Question

what is the equation of the circle in the diagram?
options:

• $(x - 4)^2 + (y - 3)^2 = 2$
• $(x - 3)^2 + (y - 4)^2 = 2$
• $(x - 3)^2 + (y - 4)^2 = 4$
• $(x - 4)^2 + (y - 3)^2 = 4$

Explanation:

Step1: Find the center of the circle

From the diagram, the center of the circle is at \((3, 4)\) (since it's 3 units along the x - axis and 4 units along the y - axis). The standard form of the equation of a circle is \((x - h)^{2}+(y - k)^{2}=r^{2}\), where \((h,k)\) is the center and \(r\) is the radius. So \(h = 3\) and \(k = 4\), which means the equation should start with \((x - 3)^{2}+(y - 4)^{2}\).

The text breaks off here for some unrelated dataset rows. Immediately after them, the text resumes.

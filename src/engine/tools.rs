//! Path, key and date utilities

use anyhow::{Result, bail};
use chrono::{Days, NaiveDate};
use std::path::{Path, PathBuf};

/// Convert absolute path to relative path from base
pub fn path_relative_to(path: &Path, base: &Path) -> Option<PathBuf> {
    path.strip_prefix(base).ok().map(|p| p.to_path_buf())
}

/// Object key for a relative path: components joined with `/` on every platform.
pub fn path_to_key(path: &Path) -> String {
    path.to_string_lossy().replace('\\', "/")
}

/// Check if a file should be excluded based on OS-specific hidden files
pub fn is_os_hidden_file(path: &Path) -> bool {
    if let Some(name) = path.file_name().and_then(|n| n.to_str()) {
        match name {
            // Windows
            "Thumbs.db" | "ehthumbs.db" | "Desktop.ini" => true,
            // Dotfiles: .DS_Store, ._resource forks, .directory, partial uploads
            _ => name.starts_with('.'),
        }
    } else {
        false
    }
}

/// Parse a run date given as `YYYY-MM-DD` or `YYYYMMDD`.
pub fn parse_run_date(s: &str) -> Result<NaiveDate> {
    let s = s.trim();
    for fmt in ["%Y-%m-%d", "%Y%m%d"] {
        if let Ok(d) = NaiveDate::parse_from_str(s, fmt) {
            return Ok(d);
        }
    }
    bail!("invalid date '{}': expected YYYY-MM-DD or YYYYMMDD", s)
}

/// Listing prefix for one day, `yyyyMMdd`.
pub fn day_prefix(day: NaiveDate) -> String {
    day.format("%Y%m%d").to_string()
}

/// One prefix per day from `start` to `end`, inclusive.
pub fn day_prefixes(start: NaiveDate, end: NaiveDate) -> Result<Vec<String>> {
    if end < start {
        bail!("end date {} is before start date {}", end, start);
    }
    let mut out = Vec::new();
    let mut day = start;
    while day <= end {
        out.push(day_prefix(day));
        day = match day.checked_add_days(Days::new(1)) {
            Some(next) => next,
            None => break,
        };
    }
    Ok(out)
}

Step2: Find the radius of the circle

Looking at the circle, the distance from the center \((3,4)\) to the top (or bottom) of the circle. The center is at \(y = 4\), and the bottom of the circle is at \(y = 2\), so the radius \(r=4 - 2=2\). Then \(r^{2}=2^{2} = 4\).

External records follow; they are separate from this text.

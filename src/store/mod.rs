//! Source and destination store interfaces, plus the shipped filesystem and SQLite implementations.

mod fs_source;
mod sqlite;

pub use fs_source::FsSourceStore;
pub use sqlite::{SqliteDocumentStore, open_db, open_db_in_memory};

use log::warn;

use crate::engine::record::IngestDocument;
use crate::engine::retry::{Attempt, RetryPolicy, with_retry};
use crate::error::{IngestError, ItemError, SourceError, WriteError};
use crate::types::{
    CollectionId, ContinuationCursor, ListingPage, SourceObjectRef, ThroughputBudget,
};

/// Paginated, prefix-addressed object store holding the source blobs.
pub trait SourceStore: Send + Sync {
    /// Up to `max_items` objects under `prefix`, after `cursor` when given.
    /// The returned page carries a cursor only when more objects remain.
    fn list_page(
        &self,
        prefix: &str,
        cursor: Option<&ContinuationCursor>,
        max_items: usize,
    ) -> Result<ListingPage, SourceError>;

    /// Raw content of one object.
    fn download(&self, object: &SourceObjectRef) -> Result<Vec<u8>, SourceError>;
}

/// Partitioned document collection receiving the ingested records.
pub trait DocumentStore: Send + Sync {
    /// Provisioned write capacity of `collection`. Missing collection or offer is a configuration error.
    fn provisioned_throughput(&self, collection: &CollectionId)
    -> Result<ThroughputBudget, IngestError>;

    /// One write attempt. Re-writing the same `(partition_key, id)` replaces the document.
    fn upsert(&self, collection: &CollectionId, doc: &IngestDocument) -> Result<(), WriteError>;
}

/// Upsert with the destination's throttle policy. Returns attempts used on success.
///
/// Only `Throttled` is retried; `Rejected` fails at once. Exhausting the policy yields
/// [`ItemError::ThrottleExhausted`].
pub fn upsert_with_retry(
    store: &dyn DocumentStore,
    collection: &CollectionId,
    doc: &IngestDocument,
    policy: &RetryPolicy,
    key: &str,
) -> Result<u32, ItemError> {
    with_retry(policy, key, |attempt| match store.upsert(collection, doc) {
        Ok(()) => Attempt::Done(attempt),
        Err(WriteError::Throttled { retry_after }) => Attempt::Retry {
            error: WriteError::Throttled { retry_after },
            after: retry_after,
        },
        Err(e) => Attempt::Fail(e),
    })
    .map_err(|failure| match failure.error {
        WriteError::Throttled { .. } => {
            warn!(
                "Write of {} still throttled after {} attempt(s)",
                key, failure.attempts
            );
            ItemError::ThrottleExhausted {
                key: key.to_string(),
                attempts: failure.attempts,
            }
        }
        WriteError::Rejected(reason) => ItemError::Write {
            key: key.to_string(),
            reason,
        },
    })
}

Step3: Write the equation of the circle

Substituting \(h = 3\), \(k = 4\) and \(r^{2}=4\) into the standard form, we get \((x - 3)^{2}+(y - 4)^{2}=4\).

Answer:

\(\boldsymbol{(x - 3)^{2}+(y - 4)^{2}=4}\) (corresponding to the option \((x - 3)^{2}+(y - 4)^{2}=4\))